Film (daha kısıtlı olarak da sahne sanatları) setlerinde, kurgusal binalar sıklıkla yalnızca
cephelerden oluşur. Yalnızca cephe inşası hem daha ucuzdur, hem de bina inşası ile ilgili kanuni
düzenlemeler gerektirmez. Arkalarından desteklenerek dik tutulan bu cepheler, gerekli
sahnelerde oyuncuların giriş-çıkış yapabilmesi için kapılar ve o kapıların açıldığı, iç düzenlemesi
yapılmış odalar da içerebilir.

Kubbe
_________
Kubbe, (İspanyolca: cúpula, Almanca: kuppel, Boşnakça: kupola) Binaların üstünü örtmek için
kullanılan yarım küre şeklindeki mimari unsur.Kubbe kelimesi batı dillerine, Müslümanların
Endülüsteki hakimiyetleri sırasında İspanyolca aracılığı ile girdi.

Kubbe, mimari alanda eski dönemlerden beri uygulanan bir unsurdur.
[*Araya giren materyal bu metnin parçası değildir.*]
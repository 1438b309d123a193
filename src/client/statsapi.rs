//! MLB Stats API client
//!
//! Resolves player names to ids and fetches the general stats record.

use crate::error::{MetricsError, Result};
use crate::types::{PlayerGeneralMetrics, StatGroup, TimelineType};
use reqwest::{Client, StatusCode};
use serde::Deserialize;
use serde_json::{Map, Value};
use std::time::Duration;
use tracing::debug;

const STAT_GROUPS: &str = "hitting,pitching,fielding";

#[derive(Clone)]
pub struct StatsApiClient {
    http: Client,
    base_url: String,
}

#[derive(Debug, Deserialize)]
pub(crate) struct PeopleResponse {
    #[serde(default)]
    pub people: Vec<Person>,
}

#[derive(Debug, Deserialize)]
#[serde(rename_all = "camelCase")]
pub(crate) struct Person {
    pub id: i64,
    #[serde(default)]
    pub first_name: String,
    #[serde(default)]
    pub use_name: Option<String>,
    #[serde(default)]
    pub last_name: String,
    #[serde(default)]
    pub active: bool,
    #[serde(default)]
    pub current_team: Option<Named>,
    #[serde(default)]
    pub primary_position: Option<Position>,
    #[serde(default)]
    pub nick_name: Option<String>,
    #[serde(default)]
    pub last_played_date: Option<String>,
    #[serde(default)]
    pub mlb_debut_date: Option<String>,
    #[serde(default)]
    pub bat_side: Option<Described>,
    #[serde(default)]
    pub pitch_hand: Option<Described>,
    #[serde(default)]
    pub stats: Vec<PersonStats>,
}

#[derive(Debug, Deserialize)]
pub(crate) struct Named {
    #[serde(default)]
    pub name: String,
}

#[derive(Debug, Deserialize)]
pub(crate) struct Position {
    #[serde(default)]
    pub abbreviation: String,
}

#[derive(Debug, Deserialize)]
pub(crate) struct Described {
    #[serde(default)]
    pub description: String,
}

#[derive(Debug, Deserialize)]
#[serde(rename_all = "camelCase")]
pub(crate) struct DisplayName {
    #[serde(default)]
    pub display_name: String,
}

#[derive(Debug, Deserialize)]
pub(crate) struct PersonStats {
    #[serde(rename = "type")]
    pub stat_type: DisplayName,
    pub group: DisplayName,
    #[serde(default)]
    pub splits: Vec<StatSplit>,
}

#[derive(Debug, Deserialize)]
pub(crate) struct StatSplit {
    #[serde(default)]
    pub season: Option<String>,
    #[serde(default)]
    pub stat: Map<String, Value>,
}

impl StatsApiClient {
    pub fn new(base_url: &str, timeout: Duration) -> Result<Self> {
        let http = Client::builder().timeout(timeout).build()?;

        Ok(Self {
            http,
            base_url: base_url.trim_end_matches('/').to_string(),
        })
    }

    /// Look up a player id by name
    pub async fn player_id(&self, last_name: &str, first_name: &str, player_num: usize) -> Result<i64> {
        let url = format!("{}/api/v1/people/search", self.base_url);
        let names = format!("{} {}", first_name, last_name);
        debug!("Searching Stats API for {}", names);

        let resp: PeopleResponse = self
            .http
            .get(&url)
            .query(&[("names", names.as_str()), ("sportIds", "1")])
            .send()
            .await?
            .error_for_status()?
            .json()
            .await?;

        select_player(&resp.people, last_name, first_name, player_num).ok_or_else(|| {
            MetricsError::NotFound(
                "Player ID lookup failed. No player found with the given name.".to_string(),
            )
        })
    }

    /// Fetch the general stats record for a player
    pub async fn player_stat_data(
        &self,
        player_id: i64,
        timeline: TimelineType,
    ) -> Result<PlayerGeneralMetrics> {
        let url = format!("{}/api/v1/people/{}", self.base_url, player_id);
        let hydrate = format!(
            "currentTeam,stats(group=[{}],type=[{}])",
            STAT_GROUPS,
            timeline.as_str()
        );
        debug!("Fetching {} stats for player {}", timeline.as_str(), player_id);

        let resp = self
            .http
            .get(&url)
            .query(&[("hydrate", hydrate.as_str())])
            .send()
            .await?;
        if resp.status() == StatusCode::NOT_FOUND {
            return Err(player_not_found(player_id));
        }
        let body: PeopleResponse = resp.error_for_status()?.json().await?;

        body.people
            .into_iter()
            .next()
            .map(to_general_metrics)
            .ok_or_else(|| player_not_found(player_id))
    }
}

fn player_not_found(player_id: i64) -> MetricsError {
    MetricsError::NotFound(format!("No player found with id {}", player_id))
}

/// Pick the `player_num`-th exact name match, keeping provider order
pub(crate) fn select_player(
    people: &[Person],
    last_name: &str,
    first_name: &str,
    player_num: usize,
) -> Option<i64> {
    people
        .iter()
        .filter(|p| {
            p.last_name.eq_ignore_ascii_case(last_name.trim())
                && (p.first_name.eq_ignore_ascii_case(first_name.trim())
                    || p.use_name
                        .as_deref()
                        .is_some_and(|n| n.eq_ignore_ascii_case(first_name.trim())))
        })
        .nth(player_num)
        .map(|p| p.id)
}

pub(crate) fn to_general_metrics(person: Person) -> PlayerGeneralMetrics {
    let stats = person
        .stats
        .into_iter()
        .flat_map(|block| {
            let stat_type = block.stat_type.display_name;
            let group = block.group.display_name;
            block.splits.into_iter().map(move |split| StatGroup {
                stat_type: stat_type.clone(),
                group: group.clone(),
                season: split.season,
                stats: split.stat,
            })
        })
        .collect();

    PlayerGeneralMetrics {
        id: person.id,
        first_name: person.use_name.unwrap_or(person.first_name),
        last_name: person.last_name,
        active: person.active,
        current_team: person.current_team.map(|t| t.name).unwrap_or_default(),
        position: person
            .primary_position
            .map(|p| p.abbreviation)
            .unwrap_or_default(),
        nickname: person.nick_name,
        last_played: person.last_played_date,
        mlb_debut: person.mlb_debut_date,
        bat_side: person.bat_side.map(|s| s.description).unwrap_or_default(),
        pitch_hand: person.pitch_hand.map(|s| s.description).unwrap_or_default(),
        stats,
    }
}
Tarihi gelişimi süreci içinde
boyutları büyüyen kubbe asıl önemli gelişimini Türk ve İslam mimarisinde kaydetti. Başlangıçta
küçük boyutlu kubbeler inşa eden Türk mimarlar, özellikle İstanbul'un fethinden sonra büyük
kubbeli eserler yapmaya başladılar. Mimar Sinan'ın Edirne'de Padişah II. Selim adına inşa ettiği
Selimiye Camii, 31 metreyi aşan kubbe çapıyla Bizans İmparatorluğu devrinde inşa edilen
Ayasofya'yı geride bıraktı.Günümüzde Türkiye'de inşa edilen camilerin kubbe tarzı büyük ölçüde
Osmanlı tarzının devamı niteliğindedir.

Mescid
_____________
Mescid, Cuma Namazı kılınmayan küçük cami veya namaz kılma yeri.Mescid kelimesi Arapça'da
secde edilen yer anl***** gelir. Mescidlerde minber yoktur bu sebeple buralarda hutbe okunmaz
ve Cuma Namazı kılınmaz. Mescidler namaz kılmak için kullanılan küçük mekânlardır.

Cami ve mescid ayrımı sadece Türkiye'de vardır. Diğer İslam ülkelerinde mescid kelimesi
Türkiye'deki cami kelimesinin karşılığı olarak kullanılır. Arapça’nın dışındaki dillere cami kelimesi
mescid kelimesinin değişik dillerdeki okunuş şekli olarak girmiştir.

Namazgâh
_____________
Namazgâh, Açık havada namaz kılmak için düzenlenmiş ibadet mekanı.İslamiyetin ilk
dönemlerinde cuma ve bayram namazlarının topluca kılınabilmesi için oluşturulan açık alanlara
musalla denirdi. Osmanlılar zamanında yakınında cami veya mescid bulunmayan şehir dışındaki
alanlarda, namaz kılmak için oluşturulan mekânlara namazgâh denildi.